Does Improper Riemann integrability of type 2 mean lebesgues integrability?

Question

I am making a report for a math course I am taking. I need to investigate whether $x^a$ is Lebesgue-integrable. My plan was to do it this way: I know from the course that Riemann integrability implies Lebesgue integrability and that their values should be the same.

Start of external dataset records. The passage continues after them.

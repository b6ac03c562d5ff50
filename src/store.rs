use async_trait::async_trait;

use crate::error::Result;
use crate::models::{DailyMetricRecord, UpsertOutcome, WeekRange, WeeklySummaryRecord};
use crate::retry::{self, RetryPolicy};

/// Read/write access to the hosted metric databases.
#[async_trait]
pub trait MetricsStore: Send + Sync {
    /// Daily records whose date falls in `[range.start, range.end)`, all pages
    /// drained. Malformed rows are dropped by the implementation.
    async fn fetch_records(
        &self,
        database_id: &str,
        range: WeekRange,
    ) -> Result<Vec<DailyMetricRecord>>;

    /// Writes `record` keyed by its week-start date: updates the existing row
    /// for that week or creates one.
    ///
    /// A create the server accepted but the client never saw acknowledged
    /// (timeout, 5xx after commit) leaves a row behind. A retry finds it only
    /// if the lookup already reflects that write, so an immediate retry can
    /// still add a second row for the week.
    async fn upsert_record(
        &self,
        database_id: &str,
        record: &WeeklySummaryRecord,
    ) -> Result<UpsertOutcome>;
}

/// Wraps a store so every call is retried on transient failures.
///
/// An upsert is retried as a whole, lookup included, and only after the
/// policy's backoff delay, which gives a lost create time to become visible
/// to the lookup before the write is repeated.
pub struct RetryingStore<S> {
    inner: S,
    policy: RetryPolicy,
}

impl<S: MetricsStore> RetryingStore<S> {
    pub fn new(inner: S, policy: RetryPolicy) -> Self {
        Self { inner, policy }
    }

    #[cfg(test)]
    pub fn inner(&self) -> &S {
        &self.inner
    }
}

#[async_trait]
impl<S: MetricsStore> MetricsStore for RetryingStore<S> {
    async fn fetch_records(
        &self,
        database_id: &str,
        range: WeekRange,
    ) -> Result<Vec<DailyMetricRecord>> {
        retry::with_backoff(&self.policy, "fetch_records", || {
            self.inner.fetch_records(database_id, range)
        })
        .await
    }

    async fn upsert_record(
        &self,
        database_id: &str,
        record: &WeeklySummaryRecord,
    ) -> Result<UpsertOutcome> {
        retry::with_backoff(&self.policy, "upsert_record", || {
            self.inner.upsert_record(database_id, record)
        })
        .await
    }
}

I know from my Calculus course that $x^a$ is Riemann-integrable if $a>-1$ with value $\dfrac 1 {1+a}$. Now I want to use this to prove that the Lebesgue integral has the same value, but for that I need to know whether improper Riemann implies Lebesgue integrability. Is this true, and how can you prove it? If not, how could I investigate for which values of $a$, $x^a$ belongs to the $L^p$-space?

Answer 1

I suppose you are integrating over $[1,\infty)$. Let $f(x) = x^a$ and suppose that $a>-1$. Let $f_n = f \chi_{[1,n]}$ and use Lebesgue's monotone convergence theorem.

To answer the question in the title, no it doesn't. Consider $f(x) = \frac{\sin x}{x}$. This function is Riemann integrable but not Lebesgue integrable.

Answer 2

To clarify, it seems that you are asking when the function $\dfrac 1 {x^a}$ is in $L^p ((0,1])$ for some given $p \ge 1$. To answer this, the most straightforward approach is to use Levi's monotone convergence theorem.

Let $f: (0,1] \to \Bbb R$ be $f(x) = \dfrac 1 {x^{pa}}$. Let $f_n : (0,1] \to \Bbb R$ be $f_n (x) = \begin{cases} 0, & x< \frac 1 n \\ f(x), & x \ge \frac 1 n \end{cases}$. Notice that $f_n \to f$ and that $f_n$ is integrable. Notice also that $f_n \le f_{n+1}$. Levi's theorem guarantees then that

$$\int \limits _{(0,1]} f(x) \ \Bbb d x = \int \limits _{(0,1]} \lim _{n \to \infty} f_n (x) \ \Bbb d x = \lim _{n \to \infty} \int \limits _{(0,1]} f_n (x) \ \Bbb d x = \lim _{n \to \infty} \int \limits _0 ^1 f_n (x) \ \Bbb d x = \lim _{n \to \infty} \int \limits _{\frac 1 n} ^1 \frac 1 {x^{pa}} \ \Bbb d x = \\ \lim _{n \to \infty} \begin{cases} \log n, & a = \frac 1 p \\ \frac 1 {1-pa} ( 1 -n ^{-1+pa} ), & a \ne \frac 1 p \end{cases} = \begin{cases} \infty, & a \ge \frac 1 p \\ \frac 1 {1-pa}, & a < \frac 1 p \end{cases} ,$$

which means that $f \in L^p ((0,1]) \iff a < \dfrac 1 p$.